What the exercise asks: Set down the material in full. Keep every line exactly as it is.

Dataset extract:
....................
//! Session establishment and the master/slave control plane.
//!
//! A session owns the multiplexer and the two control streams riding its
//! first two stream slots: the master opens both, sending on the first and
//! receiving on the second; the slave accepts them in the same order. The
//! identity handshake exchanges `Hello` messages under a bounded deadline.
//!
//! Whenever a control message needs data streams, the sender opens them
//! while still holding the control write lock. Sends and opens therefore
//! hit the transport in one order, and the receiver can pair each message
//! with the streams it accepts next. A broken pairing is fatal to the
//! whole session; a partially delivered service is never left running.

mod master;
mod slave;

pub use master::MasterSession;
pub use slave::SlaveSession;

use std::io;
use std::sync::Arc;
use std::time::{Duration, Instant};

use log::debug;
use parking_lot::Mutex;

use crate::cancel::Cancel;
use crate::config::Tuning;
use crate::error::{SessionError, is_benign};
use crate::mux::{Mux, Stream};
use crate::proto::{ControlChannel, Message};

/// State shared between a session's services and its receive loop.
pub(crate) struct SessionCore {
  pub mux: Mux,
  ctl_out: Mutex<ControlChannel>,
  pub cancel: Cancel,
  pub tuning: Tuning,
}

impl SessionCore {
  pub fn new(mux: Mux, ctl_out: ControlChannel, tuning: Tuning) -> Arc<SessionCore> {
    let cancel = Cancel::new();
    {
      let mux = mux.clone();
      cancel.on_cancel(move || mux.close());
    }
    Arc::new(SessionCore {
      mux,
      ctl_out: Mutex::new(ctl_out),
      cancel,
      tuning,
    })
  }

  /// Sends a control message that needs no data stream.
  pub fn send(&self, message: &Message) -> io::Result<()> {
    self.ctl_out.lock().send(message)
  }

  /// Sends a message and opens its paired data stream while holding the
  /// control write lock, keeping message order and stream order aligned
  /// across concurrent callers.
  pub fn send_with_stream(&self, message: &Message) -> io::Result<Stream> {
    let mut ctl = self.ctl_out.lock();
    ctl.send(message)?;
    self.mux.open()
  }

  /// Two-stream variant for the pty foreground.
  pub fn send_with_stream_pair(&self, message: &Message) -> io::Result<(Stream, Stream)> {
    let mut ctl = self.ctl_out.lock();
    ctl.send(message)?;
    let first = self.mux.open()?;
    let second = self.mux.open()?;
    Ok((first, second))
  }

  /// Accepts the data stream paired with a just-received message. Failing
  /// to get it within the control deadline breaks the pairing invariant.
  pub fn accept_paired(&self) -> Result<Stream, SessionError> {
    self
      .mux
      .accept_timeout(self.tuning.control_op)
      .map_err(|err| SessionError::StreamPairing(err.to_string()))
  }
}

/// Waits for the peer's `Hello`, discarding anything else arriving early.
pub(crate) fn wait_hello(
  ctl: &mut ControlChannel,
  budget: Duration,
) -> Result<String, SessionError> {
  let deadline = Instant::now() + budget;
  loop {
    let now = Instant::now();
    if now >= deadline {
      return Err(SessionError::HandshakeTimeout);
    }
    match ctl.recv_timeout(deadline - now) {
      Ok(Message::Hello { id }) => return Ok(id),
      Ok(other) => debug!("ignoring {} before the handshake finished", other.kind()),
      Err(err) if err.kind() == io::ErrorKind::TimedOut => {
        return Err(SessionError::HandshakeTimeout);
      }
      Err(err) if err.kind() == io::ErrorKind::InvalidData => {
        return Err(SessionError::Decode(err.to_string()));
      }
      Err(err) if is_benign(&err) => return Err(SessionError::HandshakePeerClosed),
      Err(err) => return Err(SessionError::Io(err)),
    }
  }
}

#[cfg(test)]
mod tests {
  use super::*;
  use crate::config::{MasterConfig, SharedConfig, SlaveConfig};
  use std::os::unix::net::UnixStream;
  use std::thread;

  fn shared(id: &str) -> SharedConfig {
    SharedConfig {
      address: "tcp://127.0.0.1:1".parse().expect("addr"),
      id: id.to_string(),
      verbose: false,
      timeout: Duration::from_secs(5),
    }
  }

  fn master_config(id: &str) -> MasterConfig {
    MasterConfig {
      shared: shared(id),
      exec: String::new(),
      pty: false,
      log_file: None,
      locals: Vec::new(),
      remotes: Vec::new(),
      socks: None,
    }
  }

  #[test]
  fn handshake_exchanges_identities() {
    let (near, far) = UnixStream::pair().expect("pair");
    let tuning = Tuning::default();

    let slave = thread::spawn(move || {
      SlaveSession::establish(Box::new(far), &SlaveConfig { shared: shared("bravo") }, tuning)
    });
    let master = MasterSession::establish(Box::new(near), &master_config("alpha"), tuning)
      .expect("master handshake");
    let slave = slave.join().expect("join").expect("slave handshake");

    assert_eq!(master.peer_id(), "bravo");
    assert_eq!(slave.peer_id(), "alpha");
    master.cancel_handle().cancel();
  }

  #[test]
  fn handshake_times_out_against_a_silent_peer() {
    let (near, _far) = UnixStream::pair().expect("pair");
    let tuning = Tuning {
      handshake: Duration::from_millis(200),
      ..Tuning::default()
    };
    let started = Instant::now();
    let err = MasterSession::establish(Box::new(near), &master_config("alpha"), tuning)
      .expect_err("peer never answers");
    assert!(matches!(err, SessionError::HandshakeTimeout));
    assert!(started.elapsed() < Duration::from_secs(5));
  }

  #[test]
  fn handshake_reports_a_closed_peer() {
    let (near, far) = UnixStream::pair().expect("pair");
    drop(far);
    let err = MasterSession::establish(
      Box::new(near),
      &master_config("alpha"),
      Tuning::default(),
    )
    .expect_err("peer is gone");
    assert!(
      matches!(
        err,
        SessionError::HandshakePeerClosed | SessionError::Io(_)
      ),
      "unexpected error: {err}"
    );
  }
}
....................
Answer box:
//! Session establishment and the master/slave control plane.
//!
//! A session owns the multiplexer and the two control streams riding its
//! first two stream slots: the master opens both, sending on the first and
//! receiving on the second; the slave accepts them in the same order. The
//! identity handshake exchanges `Hello` messages under a bounded deadline.
//!
//! Whenever a control message needs data streams, the sender opens them
//! while still holding the control write lock. Sends and opens therefore
//! hit the transport in one order, and the receiver can pair each message
//! with the streams it accepts next. A broken pairing is fatal to the
//! whole session; a partially delivered service is never left running.

mod master;
mod slave;

pub use master::MasterSession;
pub use slave::SlaveSession;

use std::io;
use std::sync::Arc;
use std::time::{Duration, Instant};

use log::debug;
use parking_lot::Mutex;

use crate::cancel::Cancel;
use crate::config::Tuning;
use crate::error::{SessionError, is_benign};
use crate::mux::{Mux, Stream};
use crate::proto::{ControlChannel, Message};

/// State shared between a session's services and its receive loop.
pub(crate) struct SessionCore {
  pub mux: Mux,
  ctl_out: Mutex<ControlChannel>,
  pub cancel: Cancel,
  pub tuning: Tuning,
}

impl SessionCore {
  pub fn new(mux: Mux, ctl_out: ControlChannel, tuning: Tuning) -> Arc<SessionCore> {
    let cancel = Cancel::new();
    {
      let mux = mux.clone();
      cancel.on_cancel(move || mux.close());
    }
    Arc::new(SessionCore {
      mux,
      ctl_out: Mutex::new(ctl_out),
      cancel,
      tuning,
    })
  }

  /// Sends a control message that needs no data stream.
  pub fn send(&self, message: &Message) -> io::Result<()> {
    self.ctl_out.lock().send(message)
  }

  /// Sends a message and opens its paired data stream while holding the
  /// control write lock, keeping message order and stream order aligned
  /// across concurrent callers.
  pub fn send_with_stream(&self, message: &Message) -> io::Result<Stream> {
    let mut ctl = self.ctl_out.lock();
    ctl.send(message)?;
    self.mux.open()
  }

  /// Two-stream variant for the pty foreground.
  pub fn send_with_stream_pair(&self, message: &Message) -> io::Result<(Stream, Stream)> {
    let mut ctl = self.ctl_out.lock();
    ctl.send(message)?;
    let first = self.mux.open()?;
    let second = self.mux.open()?;
    Ok((first, second))
  }

  /// Accepts the data stream paired with a just-received message. Failing
  /// to get it within the control deadline breaks the pairing invariant.
  pub fn accept_paired(&self) -> Result<Stream, SessionError> {
    self
      .mux
      .accept_timeout(self.tuning.control_op)
      .map_err(|err| SessionError::StreamPairing(err.to_string()))
  }
}

/// Waits for the peer's `Hello`, discarding anything else arriving early.
pub(crate) fn wait_hello(
  ctl: &mut ControlChannel,
  budget: Duration,
) -> Result<String, SessionError> {
  let deadline = Instant::now() + budget;
  loop {
    let now = Instant::now();
    if now >= deadline {
      return Err(SessionError::HandshakeTimeout);
    }
    match ctl.recv_timeout(deadline - now) {
      Ok(Message::Hello { id }) => return Ok(id),
      Ok(other) => debug!("ignoring {} before the handshake finished", other.kind()),
      Err(err) if err.kind() == io::ErrorKind::TimedOut => {
        return Err(SessionError::HandshakeTimeout);
      }
      Err(err) if err.kind() == io::ErrorKind::InvalidData => {
        return Err(SessionError::Decode(err.to_string()));
      }
      Err(err) if is_benign(&err) => return Err(SessionError::HandshakePeerClosed),
      Err(err) => return Err(SessionError::Io(err)),
    }
  }
}

#[cfg(test)]
mod tests {
  use super::*;
  use crate::config::{MasterConfig, SharedConfig, SlaveConfig};
  use std::os::unix::net::UnixStream;
  use std::thread;

  fn shared(id: &str) -> SharedConfig {
    SharedConfig {
      address: "tcp://127.0.0.1:1".parse().expect("addr"),
      id: id.to_string(),
      verbose: false,
      timeout: Duration::from_secs(5),
    }
  }

  fn master_config(id: &str) -> MasterConfig {
    MasterConfig {
      shared: shared(id),
      exec: String::new(),
      pty: false,
      log_file: None,
      locals: Vec::new(),
      remotes: Vec::new(),
      socks: None,
    }
  }

  #[test]
  fn handshake_exchanges_identities() {
    let (near, far) = UnixStream::pair().expect("pair");
    let tuning = Tuning::default();

    let slave = thread::spawn(move || {
      SlaveSession::establish(Box::new(far), &SlaveConfig { shared: shared("bravo") }, tuning)
    });
    let master = MasterSession::establish(Box::new(near), &master_config("alpha"), tuning)
      .expect("master handshake");
    let slave = slave.join().expect("join").expect("slave handshake");

    assert_eq!(master.peer_id(), "bravo");
    assert_eq!(slave.peer_id(), "alpha");
    master.cancel_handle().cancel();
  }

  #[test]
  fn handshake_times_out_against_a_silent_peer() {
    let (near, _far) = UnixStream::pair().expect("pair");
    let tuning = Tuning {
      handshake: Duration::from_millis(200),
      ..Tuning::default()
    };
    let started = Instant::now();
    let err = MasterSession::establish(Box::new(near), &master_config("alpha"), tuning)
      .expect_err("peer never answers");
    assert!(matches!(err, SessionError::HandshakeTimeout));
    assert!(started.elapsed() < Duration::from_secs(5));
  }

  #[test]
  fn handshake_reports_a_closed_peer() {
    let (near, far) = UnixStream::pair().expect("pair");
    drop(far);
    let err = MasterSession::establish(
      Box::new(near),
      &master_config("alpha"),
      Tuning::default(),
    )
    .expect_err("peer is gone");
    assert!(
      matches!(
        err,
        SessionError::HandshakePeerClosed | SessionError::Io(_)
      ),
      "unexpected error: {err}"
    );
  }
}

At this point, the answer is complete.